[Start of Attachment]
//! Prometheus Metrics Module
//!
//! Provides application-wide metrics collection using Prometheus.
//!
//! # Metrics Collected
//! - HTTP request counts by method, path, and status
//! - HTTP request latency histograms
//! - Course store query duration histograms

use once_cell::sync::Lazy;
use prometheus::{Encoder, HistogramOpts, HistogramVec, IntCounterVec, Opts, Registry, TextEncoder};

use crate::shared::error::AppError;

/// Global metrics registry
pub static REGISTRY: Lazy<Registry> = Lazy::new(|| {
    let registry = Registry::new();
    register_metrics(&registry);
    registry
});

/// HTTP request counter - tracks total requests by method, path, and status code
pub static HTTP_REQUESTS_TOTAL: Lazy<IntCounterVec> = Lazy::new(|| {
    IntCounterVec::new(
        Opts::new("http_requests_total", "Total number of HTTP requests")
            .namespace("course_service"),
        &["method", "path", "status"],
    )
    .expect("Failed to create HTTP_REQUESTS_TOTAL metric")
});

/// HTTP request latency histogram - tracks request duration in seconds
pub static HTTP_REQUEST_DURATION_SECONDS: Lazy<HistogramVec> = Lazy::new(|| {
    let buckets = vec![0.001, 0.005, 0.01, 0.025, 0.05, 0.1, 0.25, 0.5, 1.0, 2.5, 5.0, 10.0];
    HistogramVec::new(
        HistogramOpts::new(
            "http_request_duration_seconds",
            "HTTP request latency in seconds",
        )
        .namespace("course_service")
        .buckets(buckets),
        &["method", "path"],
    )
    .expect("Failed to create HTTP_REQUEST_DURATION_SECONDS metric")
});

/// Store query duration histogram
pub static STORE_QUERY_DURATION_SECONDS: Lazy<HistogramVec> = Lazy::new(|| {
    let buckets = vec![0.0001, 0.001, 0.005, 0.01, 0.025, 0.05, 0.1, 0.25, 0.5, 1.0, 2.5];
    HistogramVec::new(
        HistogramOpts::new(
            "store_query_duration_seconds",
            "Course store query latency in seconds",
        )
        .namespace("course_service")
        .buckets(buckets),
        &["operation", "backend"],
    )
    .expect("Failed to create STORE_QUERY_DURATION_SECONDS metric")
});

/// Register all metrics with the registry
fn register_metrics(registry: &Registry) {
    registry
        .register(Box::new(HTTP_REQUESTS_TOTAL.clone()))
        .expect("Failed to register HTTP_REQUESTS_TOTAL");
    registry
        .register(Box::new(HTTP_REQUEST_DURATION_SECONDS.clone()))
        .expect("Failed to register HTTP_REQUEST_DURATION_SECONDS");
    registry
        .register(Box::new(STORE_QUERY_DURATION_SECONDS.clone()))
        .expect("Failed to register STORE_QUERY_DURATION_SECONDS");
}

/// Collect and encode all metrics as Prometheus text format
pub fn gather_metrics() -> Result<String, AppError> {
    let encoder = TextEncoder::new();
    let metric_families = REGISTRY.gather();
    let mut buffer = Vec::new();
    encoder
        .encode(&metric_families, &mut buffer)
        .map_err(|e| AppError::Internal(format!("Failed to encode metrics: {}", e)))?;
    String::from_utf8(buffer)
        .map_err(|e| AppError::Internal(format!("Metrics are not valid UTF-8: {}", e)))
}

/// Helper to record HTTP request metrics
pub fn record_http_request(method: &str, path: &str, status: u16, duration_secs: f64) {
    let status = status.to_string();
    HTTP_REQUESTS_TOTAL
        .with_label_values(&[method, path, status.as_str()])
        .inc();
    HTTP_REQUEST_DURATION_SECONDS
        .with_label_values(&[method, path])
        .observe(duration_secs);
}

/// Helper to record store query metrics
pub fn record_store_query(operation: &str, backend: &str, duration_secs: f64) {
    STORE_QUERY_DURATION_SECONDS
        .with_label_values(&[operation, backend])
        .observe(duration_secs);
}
[End of Attachment]
[Start of Attachment]
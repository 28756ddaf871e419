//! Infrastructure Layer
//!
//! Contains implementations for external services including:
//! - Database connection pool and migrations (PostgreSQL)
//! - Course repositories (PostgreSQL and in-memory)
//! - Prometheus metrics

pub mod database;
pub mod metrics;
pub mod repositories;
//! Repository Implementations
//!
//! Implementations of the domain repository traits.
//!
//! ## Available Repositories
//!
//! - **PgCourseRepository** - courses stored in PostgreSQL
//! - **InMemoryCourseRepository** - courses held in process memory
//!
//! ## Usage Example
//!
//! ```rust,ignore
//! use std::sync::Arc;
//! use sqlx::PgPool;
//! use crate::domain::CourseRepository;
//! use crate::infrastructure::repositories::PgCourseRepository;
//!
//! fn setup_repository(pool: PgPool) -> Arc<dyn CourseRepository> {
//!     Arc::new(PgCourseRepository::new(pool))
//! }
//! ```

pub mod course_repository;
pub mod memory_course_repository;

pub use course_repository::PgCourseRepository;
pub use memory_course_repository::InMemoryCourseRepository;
[End of Attachment]
Show the lines of the records above that mention "sync".

» Response:
use once_cell::sync::Lazy;
//! use std::sync::Arc;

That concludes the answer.